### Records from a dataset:

.....

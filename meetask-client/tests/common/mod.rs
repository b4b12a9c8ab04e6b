/// Common test utilities for integration tests
///
/// This module provides shared infrastructure for integration tests:
/// - An in-process mock of the MeeTask backend (axum, ephemeral port)
/// - Seed data: one group with two members
/// - A real `Store` (reqwest + query cache) wired against the mock
/// - Failure injection and request counters for mutation-path tests
use std::collections::HashMap;
use std::sync::atomic::{AtomicBool, AtomicI64, AtomicUsize, Ordering};
use std::sync::{Arc, Mutex};

use axum::extract::{Path, Query, State};
use axum::http::StatusCode;
use axum::response::{IntoResponse, Response};
use axum::routing::{get, post};
use axum::{Json, Router};
use chrono::NaiveDate;
use serde::Deserialize;
use serde_json::json;

use meetask_client::api::ApiClient;
use meetask_client::cache::QueryCache;
use meetask_client::config::Config;
use meetask_client::store::Store;
use meetask_shared::models::comment::{Comment, CreateComment};
use meetask_shared::models::group::{CreateGroup, Group, GroupRole, InviteMember};
use meetask_shared::models::member::Member;
use meetask_shared::models::task::{
    AssignedUser, CreateTask, DraftTask, Priority, Status, Task, UpdateTask,
};
use meetask_shared::models::user::CurrentUser;

/// The seeded group every test starts from
pub const GROUP_ID: i64 = 7;

/// Seeded member ids
pub const MEMBER_ALICE: i64 = 101;
pub const MEMBER_BOB: i64 = 102;

/// In-memory backend state shared by all mock handlers
pub struct MockState {
    groups: Mutex<Vec<Group>>,
    members: Mutex<Vec<Member>>,
    tasks: Mutex<Vec<Task>>,
    comments: Mutex<HashMap<i64, Vec<Comment>>>,
    next_id: AtomicI64,

    /// When set, the next state-changing request fails with 500 and the
    /// flag clears
    fail_next: AtomicBool,

    /// When cleared, `GET /me` answers 401
    authenticated: AtomicBool,

    /// How many comment posts actually reached the backend
    comment_posts: AtomicUsize,
}

impl MockState {
    fn seeded() -> Self {
        MockState {
            groups: Mutex::new(vec![Group {
                id: GROUP_ID,
                name: "Dev team".to_string(),
                role: GroupRole::Owner,
                member_length: 2,
                member_pictures: Vec::new(),
            }]),
            members: Mutex::new(vec![
                Member {
                    id: MEMBER_ALICE,
                    user_name: "alice".to_string(),
                    picture: String::new(),
                },
                Member {
                    id: MEMBER_BOB,
                    user_name: "bob".to_string(),
                    picture: String::new(),
                },
            ]),
            tasks: Mutex::new(Vec::new()),
            comments: Mutex::new(HashMap::new()),
            next_id: AtomicI64::new(1000),
            fail_next: AtomicBool::new(false),
            authenticated: AtomicBool::new(true),
            comment_posts: AtomicUsize::new(0),
        }
    }

    fn next_id(&self) -> i64 {
        self.next_id.fetch_add(1, Ordering::SeqCst)
    }

    fn take_failure(&self) -> bool {
        self.fail_next.swap(false, Ordering::SeqCst)
    }

    fn find_member(&self, id: i64) -> Option<AssignedUser> {
        self.members
            .lock()
            .unwrap()
            .iter()
            .find(|m| m.id == id)
            .map(|m| AssignedUser {
                id: m.id,
                user_name: m.user_name.clone(),
                picture: m.picture.clone(),
            })
    }

    fn insert_task(&self, group_id: i64, payload: &CreateTask) -> Task {
        let task = Task {
            id: self.next_id(),
            title: payload.title.clone(),
            description: payload.description.clone(),
            deadline: payload.deadline,
            priority: payload.priority,
            status: payload.status,
            assigned_user: payload.assign.and_then(|id| self.find_member(id)),
            group_id: Some(group_id),
            created_at: None,
        };
        self.tasks.lock().unwrap().push(task.clone());
        task
    }
}

fn failure() -> Response {
    (
        StatusCode::INTERNAL_SERVER_ERROR,
        Json(json!({ "detail": "induced failure" })),
    )
        .into_response()
}

fn not_found() -> Response {
    (
        StatusCode::NOT_FOUND,
        Json(json!({ "detail": "no such resource" })),
    )
        .into_response()
}

async fn list_groups(State(state): State<Arc<MockState>>) -> Json<Vec<Group>> {
    Json(state.groups.lock().unwrap().clone())
}

async fn create_group(
    State(state): State<Arc<MockState>>,
    Json(payload): Json<CreateGroup>,
) -> Response {
    if state.take_failure() {
        return failure();
    }
    let group = Group {
        id: state.next_id(),
        name: payload.name,
        role: GroupRole::Owner,
        member_length: 1,
        member_pictures: Vec::new(),
    };
    state.groups.lock().unwrap().push(group.clone());
    (StatusCode::CREATED, Json(group)).into_response()
}

async fn list_members(
    State(state): State<Arc<MockState>>,
    Path(_group_id): Path<i64>,
) -> Json<Vec<Member>> {
    Json(state.members.lock().unwrap().clone())
}

async fn invite_member(
    State(state): State<Arc<MockState>>,
    Path(_group_id): Path<i64>,
    Json(_payload): Json<InviteMember>,
) -> Response {
    if state.take_failure() {
        return failure();
    }
    Json(json!({ "ok": true })).into_response()
}

#[derive(Deserialize)]
struct TaskListParams {
    priority: Option<Priority>,
    assign: Option<i64>,
}

async fn list_tasks(
    State(state): State<Arc<MockState>>,
    Path(group_id): Path<i64>,
    Query(params): Query<TaskListParams>,
) -> Json<Vec<Task>> {
    let tasks = state
        .tasks
        .lock()
        .unwrap()
        .iter()
        .filter(|t| t.group_id == Some(group_id))
        .filter(|t| params.priority.map_or(true, |p| t.priority == p))
        .filter(|t| params.assign.map_or(true, |a| t.assignee_id() == Some(a)))
        .cloned()
        .collect();
    Json(tasks)
}

async fn create_task(
    State(state): State<Arc<MockState>>,
    Path(group_id): Path<i64>,
    Json(payload): Json<CreateTask>,
) -> Response {
    if state.take_failure() {
        return failure();
    }
    let task = state.insert_task(group_id, &payload);
    (StatusCode::CREATED, Json(task)).into_response()
}

#[derive(Deserialize)]
struct ExtractRequest {
    text: String,
}

/// One draft per non-empty minutes line; a trailing `!` marks it high
/// priority so extraction output is not entirely uniform
async fn extract_tasks(
    State(state): State<Arc<MockState>>,
    Path(_group_id): Path<i64>,
    Json(payload): Json<ExtractRequest>,
) -> Response {
    if state.take_failure() {
        return failure();
    }
    let drafts: Vec<DraftTask> = payload
        .text
        .lines()
        .map(str::trim)
        .filter(|line| !line.is_empty())
        .map(|line| {
            let (title, priority) = match line.strip_suffix('!') {
                Some(rest) => (rest.trim().to_string(), Priority::High),
                None => (line.to_string(), Priority::NotSet),
            };
            DraftTask {
                title,
                description: String::new(),
                deadline: None,
                priority,
                status: Status::NotStartedYet,
                assign: None,
            }
        })
        .collect();
    Json(drafts).into_response()
}

async fn save_tasks(
    State(state): State<Arc<MockState>>,
    Path(group_id): Path<i64>,
    Json(drafts): Json<Vec<DraftTask>>,
) -> Response {
    if state.take_failure() {
        return failure();
    }
    for draft in &drafts {
        let payload = CreateTask {
            title: draft.title.clone(),
            description: draft.description.clone(),
            deadline: draft.deadline,
            status: draft.status,
            priority: draft.priority,
            assign: draft.assign,
        };
        state.insert_task(group_id, &payload);
    }
    Json(json!({ "saved": drafts.len() })).into_response()
}

async fn get_task(State(state): State<Arc<MockState>>, Path(task_id): Path<i64>) -> Response {
    let tasks = state.tasks.lock().unwrap();
    match tasks.iter().find(|t| t.id == task_id) {
        Some(task) => Json(task.clone()).into_response(),
        None => not_found(),
    }
}

async fn update_task(
    State(state): State<Arc<MockState>>,
    Path(task_id): Path<i64>,
    Json(patch): Json<UpdateTask>,
) -> Response {
    if state.take_failure() {
        return failure();
    }
    let assigned = patch.assign.and_then(|id| state.find_member(id));
    let mut tasks = state.tasks.lock().unwrap();
    let Some(task) = tasks.iter_mut().find(|t| t.id == task_id) else {
        return not_found();
    };

    if let Some(title) = patch.title {
        task.title = title;
    }
    if let Some(description) = patch.description {
        task.description = description;
    }
    if let Some(deadline) = patch.deadline {
        task.deadline = Some(deadline);
    }
    if let Some(status) = patch.status {
        task.status = status;
    }
    if let Some(priority) = patch.priority {
        task.priority = priority;
    }
    if patch.assign.is_some() {
        task.assigned_user = assigned;
    }
    Json(task.clone()).into_response()
}

async fn list_comments(
    State(state): State<Arc<MockState>>,
    Path(task_id): Path<i64>,
) -> Json<Vec<Comment>> {
    let comments = state.comments.lock().unwrap();
    Json(comments.get(&task_id).cloned().unwrap_or_default())
}

async fn create_comment(
    State(state): State<Arc<MockState>>,
    Path(task_id): Path<i64>,
    Json(payload): Json<CreateComment>,
) -> Response {
    state.comment_posts.fetch_add(1, Ordering::SeqCst);
    if state.take_failure() {
        return failure();
    }
    let comment = Comment {
        id: state.next_id(),
        contents: payload.contents,
        created_at: NaiveDate::from_ymd_opt(2026, 8, 31)
            .unwrap()
            .and_hms_opt(12, 0, 0)
            .unwrap(),
        user: Member {
            id: MEMBER_ALICE,
            user_name: "alice".to_string(),
            picture: String::new(),
        },
    };
    state
        .comments
        .lock()
        .unwrap()
        .entry(task_id)
        .or_default()
        .push(comment.clone());
    (StatusCode::CREATED, Json(comment)).into_response()
}

async fn me(State(state): State<Arc<MockState>>) -> Response {
    if !state.authenticated.load(Ordering::SeqCst) {
        return (
            StatusCode::UNAUTHORIZED,
            Json(json!({ "detail": "not authenticated" })),
        )
            .into_response();
    }
    Json(CurrentUser {
        user_name: "alice".to_string(),
        picture: String::new(),
    })
    .into_response()
}

fn router(state: Arc<MockState>) -> Router {
    Router::new()
        .route("/groups", get(list_groups).post(create_group))
        .route("/groups/:group_id/members", get(list_members))
        .route("/groups/:group_id/invite", post(invite_member))
        .route("/groups/:group_id/tasks", get(list_tasks).post(create_task))
        .route("/groups/:group_id/minutes/tasks", post(extract_tasks))
        .route("/groups/:group_id/tasks/save", post(save_tasks))
        .route("/tasks/:task_id", get(get_task).put(update_task))
        .route("/tasks/:task_id/comments", get(list_comments).post(create_comment))
        .route("/me", get(me))
        .with_state(state)
}

/// Test context containing the mock backend and a real store against it
pub struct TestContext {
    pub store: Store,
    pub state: Arc<MockState>,
    pub base_url: String,
}

impl TestContext {
    /// Spins up a fresh mock backend and connects a store to it
    pub async fn new() -> anyhow::Result<Self> {
        let state = Arc::new(MockState::seeded());
        let app = router(state.clone());

        let listener = tokio::net::TcpListener::bind("127.0.0.1:0").await?;
        let addr = listener.local_addr()?;
        tokio::spawn(async move {
            axum::serve(listener, app).await.expect("mock backend exited");
        });

        let base_url = format!("http://{addr}");
        let config = Config::new(base_url.clone(), 5, true);
        let store = Store::new(
            ApiClient::new(&config)?,
            QueryCache::new(config.retry_reads),
        );

        Ok(TestContext {
            store,
            state,
            base_url,
        })
    }

    /// Makes the next state-changing request fail with a 500
    pub fn fail_next_request(&self) {
        self.state.fail_next.store(true, Ordering::SeqCst);
    }

    /// Toggles whether `GET /me` answers 401
    pub fn set_authenticated(&self, authenticated: bool) {
        self.state
            .authenticated
            .store(authenticated, Ordering::SeqCst);
    }

    /// How many comment posts reached the backend
    pub fn comment_posts(&self) -> usize {
        self.state.comment_posts.load(Ordering::SeqCst)
    }

    /// Seeds one task directly into backend state, bypassing the API
    pub fn seed_task(&self, payload: CreateTask) -> Task {
        self.state.insert_task(GROUP_ID, &payload)
    }
}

.....

### Activity:
A verbatim transcription is needed of the lines above, starting at the line with "(axum, ephemeral port)" and ending at the line with "use meetask_shared::models::member::Member;", both included, and of nothing else.

### Reply to the exercise:
/// - An in-process mock of the MeeTask backend (axum, ephemeral port)
/// - Seed data: one group with two members
/// - A real `Store` (reqwest + query cache) wired against the mock
/// - Failure injection and request counters for mutation-path tests
use std::collections::HashMap;
use std::sync::atomic::{AtomicBool, AtomicI64, AtomicUsize, Ordering};
use std::sync::{Arc, Mutex};

use axum::extract::{Path, Query, State};
use axum::http::StatusCode;
use axum::response::{IntoResponse, Response};
use axum::routing::{get, post};
use axum::{Json, Router};
use chrono::NaiveDate;
use serde::Deserialize;
use serde_json::json;

use meetask_client::api::ApiClient;
use meetask_client::cache::QueryCache;
use meetask_client::config::Config;
use meetask_client::store::Store;
use meetask_shared::models::comment::{Comment, CreateComment};
use meetask_shared::models::group::{CreateGroup, Group, GroupRole, InviteMember};
use meetask_shared::models::member::Member;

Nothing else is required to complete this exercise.